DATA TO PROCESS:

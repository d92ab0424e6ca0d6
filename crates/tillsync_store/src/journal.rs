//! Append-only journal of store mutations.
//!
//! Every committed mutation is one CBOR-encoded frame, length-prefixed with a
//! little-endian `u32`. On open the journal is replayed front to back to
//! rebuild the in-memory state. A truncated trailing frame (torn write on
//! abrupt termination) ends the replay with a warning; a full frame that
//! fails to decode is corruption and surfaces as an error.

use crate::backend::StorageBackend;
use crate::error::{StoreError, StoreResult};
use crate::outbox::OutboxEntry;
use crate::record::{Record, Table};
use serde::{Deserialize, Serialize};
use tracing::warn;

/// Length of the frame size prefix in bytes.
const LEN_PREFIX: usize = 4;

/// One journalled mutation.
#[derive(Debug, Clone, PartialEq, Serialize, Deserialize)]
pub enum JournalFrame {
    /// A record was written to a table.
    Put {
        /// Target table.
        table: Table,
        /// Full record.
        record: Record,
    },
    /// A record was removed from a table.
    Delete {
        /// Target table.
        table: Table,
        /// Identifier of the removed record.
        id: String,
    },
    /// An outbox entry was enqueued.
    Enqueue {
        /// The enqueued entry, sequence already assigned.
        entry: OutboxEntry,
    },
    /// An outbox entry was acknowledged and removed.
    Ack {
        /// Sequence of the removed entry.
        sequence: u64,
    },
    /// A config key was set.
    SetConfig {
        /// Setting name.
        key: String,
        /// Setting value.
        value: serde_json::Value,
    },
}

/// The journal: frames over an opaque byte backend.
pub struct Journal<B: StorageBackend> {
    backend: B,
}

impl<B: StorageBackend> Journal<B> {
    /// Wraps a backend without reading it; call [`Journal::replay`] next.
    pub fn new(backend: B) -> Self {
        Self { backend }
    }

    /// Returns the journal size in bytes.
    pub fn size(&self) -> StoreResult<u64> {
        self.backend.size()
    }

    /// Appends a single frame and flushes.
    pub fn append(&mut self, frame: &JournalFrame) -> StoreResult<()> {
        self.append_all(std::slice::from_ref(frame))
    }

    /// Appends several frames as one write, then flushes once.
    ///
    /// Used for a mutation and its outbox mirror so both land in the same
    /// physical write under normal operation.
    pub fn append_all(&mut self, frames: &[JournalFrame]) -> StoreResult<()> {
        let mut buffer = Vec::new();
        for frame in frames {
            encode_frame(frame, &mut buffer)?;
        }
        self.backend.append(&buffer)?;
        self.backend.flush()?;
        Ok(())
    }

    /// Reads every decodable frame from the start of the journal.
    ///
    /// Stops early, with a warning, at a torn trailing frame.
    pub fn replay(&self) -> StoreResult<Vec<JournalFrame>> {
        let size = self.backend.size()?;
        let mut frames = Vec::new();
        let mut offset = 0u64;

        while offset < size {
            if offset + LEN_PREFIX as u64 > size {
                warn!(offset, size, "journal ends inside a length prefix, dropping tail");
                break;
            }
            let prefix = self.backend.read_at(offset, LEN_PREFIX)?;
            let len = u32::from_le_bytes([prefix[0], prefix[1], prefix[2], prefix[3]]) as u64;

            let body_offset = offset + LEN_PREFIX as u64;
            if body_offset + len > size {
                warn!(offset, len, size, "journal ends inside a frame body, dropping tail");
                break;
            }

            let body = self.backend.read_at(body_offset, len as usize)?;
            let frame: JournalFrame = ciborium::de::from_reader(body.as_slice())
                .map_err(|e| StoreError::Corrupted(format!("frame at offset {offset}: {e}")))?;
            frames.push(frame);
            offset = body_offset + len;
        }

        Ok(frames)
    }

    /// Replaces the journal contents with the given frames.
    ///
    /// Used by compaction: the caller passes frames reconstructing the live
    /// state, and everything superseded is discarded.
    pub fn rewrite(&mut self, frames: &[JournalFrame]) -> StoreResult<()> {
        let mut buffer = Vec::new();
        for frame in frames {
            encode_frame(frame, &mut buffer)?;
        }
        self.backend.truncate(0)?;
        if !buffer.is_empty() {
            self.backend.append(&buffer)?;
        }
        self.backend.flush()?;
        Ok(())
    }
}

fn encode_frame(frame: &JournalFrame, out: &mut Vec<u8>) -> StoreResult<()> {
    let mut body = Vec::new();
    ciborium::ser::into_writer(frame, &mut body)
        .map_err(|e| StoreError::Encode(e.to_string()))?;
    let len = u32::try_from(body.len())
        .map_err(|_| StoreError::Encode("frame larger than 4 GiB".into()))?;
    out.extend_from_slice(&len.to_le_bytes());
    out.extend_from_slice(&body);
    Ok(())
}

#[cfg(test)]
mod tests {
    use super::*;
    use crate::memory::InMemoryBackend;
    use crate::outbox::Action;
    use serde_json::json;

    fn sample_frames() -> Vec<JournalFrame> {
        vec![
            JournalFrame::Put {
                table: Table::Products,
                record: Record::new("p-1").with_field("price", json!(4.5)),
            },
            JournalFrame::Enqueue {
                entry: OutboxEntry {
                    sequence: 1,
                    table: Table::Products,
                    action: Action::Create,
                    payload: json!({"id": "p-1", "price": 4.5}),
                    enqueued_at: 1000,
                },
            },
            JournalFrame::SetConfig {
                key: "api_url".into(),
                value: json!("https://sync.example.com"),
            },
            JournalFrame::Ack { sequence: 1 },
            JournalFrame::Delete {
                table: Table::Products,
                id: "p-1".into(),
            },
        ]
    }

    #[test]
    fn append_then_replay_roundtrips() {
        let mut journal = Journal::new(InMemoryBackend::new());
        let frames = sample_frames();
        for frame in &frames {
            journal.append(frame).unwrap();
        }
        assert_eq!(journal.replay().unwrap(), frames);
    }

    #[test]
    fn append_all_is_one_write() {
        let mut journal = Journal::new(InMemoryBackend::new());
        let frames = sample_frames();
        journal.append_all(&frames).unwrap();
        assert_eq!(journal.replay().unwrap(), frames);
    }

    #[test]
    fn torn_tail_is_dropped_not_fatal() {
        let mut journal = Journal::new(InMemoryBackend::new());
        let frames = sample_frames();
        journal.append_all(&frames).unwrap();

        // Chop bytes off the last frame to simulate a crash mid-write.
        let mut bytes = journal.backend.data();
        bytes.truncate(bytes.len() - 3);

        let torn = Journal::new(InMemoryBackend::with_data(bytes));
        let replayed = torn.replay().unwrap();
        assert_eq!(replayed, frames[..frames.len() - 1]);
    }

    #[test]
    fn garbage_frame_is_corruption() {
        let mut backend = InMemoryBackend::new();
        // Valid length prefix, garbage body.
        backend.append(&4u32.to_le_bytes()).unwrap();
        backend.append(&[0xFF, 0xFF, 0xFF, 0xFF]).unwrap();

        let journal = Journal::new(backend);
        assert!(matches!(journal.replay(), Err(StoreError::Corrupted(_))));
    }

    #[test]
    fn rewrite_replaces_contents() {
        let mut journal = Journal::new(InMemoryBackend::new());
        journal.append_all(&sample_frames()).unwrap();
        let size_before = journal.size().unwrap();

        let compacted = vec![JournalFrame::SetConfig {
            key: "api_url".into(),
            value: json!("https://sync.example.com"),
        }];
        journal.rewrite(&compacted).unwrap();

        assert!(journal.size().unwrap() < size_before);
        assert_eq!(journal.replay().unwrap(), compacted);
    }

    proptest::proptest! {
        #[test]
        fn replay_equals_what_was_appended(seqs in proptest::collection::vec(1u64..1000, 1..30)) {
            let mut journal = Journal::new(InMemoryBackend::new());
            let frames: Vec<JournalFrame> =
                seqs.into_iter().map(|sequence| JournalFrame::Ack { sequence }).collect();
            for frame in &frames {
                journal.append(frame).unwrap();
            }
            proptest::prop_assert_eq!(journal.replay().unwrap(), frames);
        }
    }
}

PROMPT: Filter the entries and copy each line with "Deserialize".

RESPONSE BOX:
use serde::{Deserialize, Serialize};
#[derive(Debug, Clone, PartialEq, Serialize, Deserialize)]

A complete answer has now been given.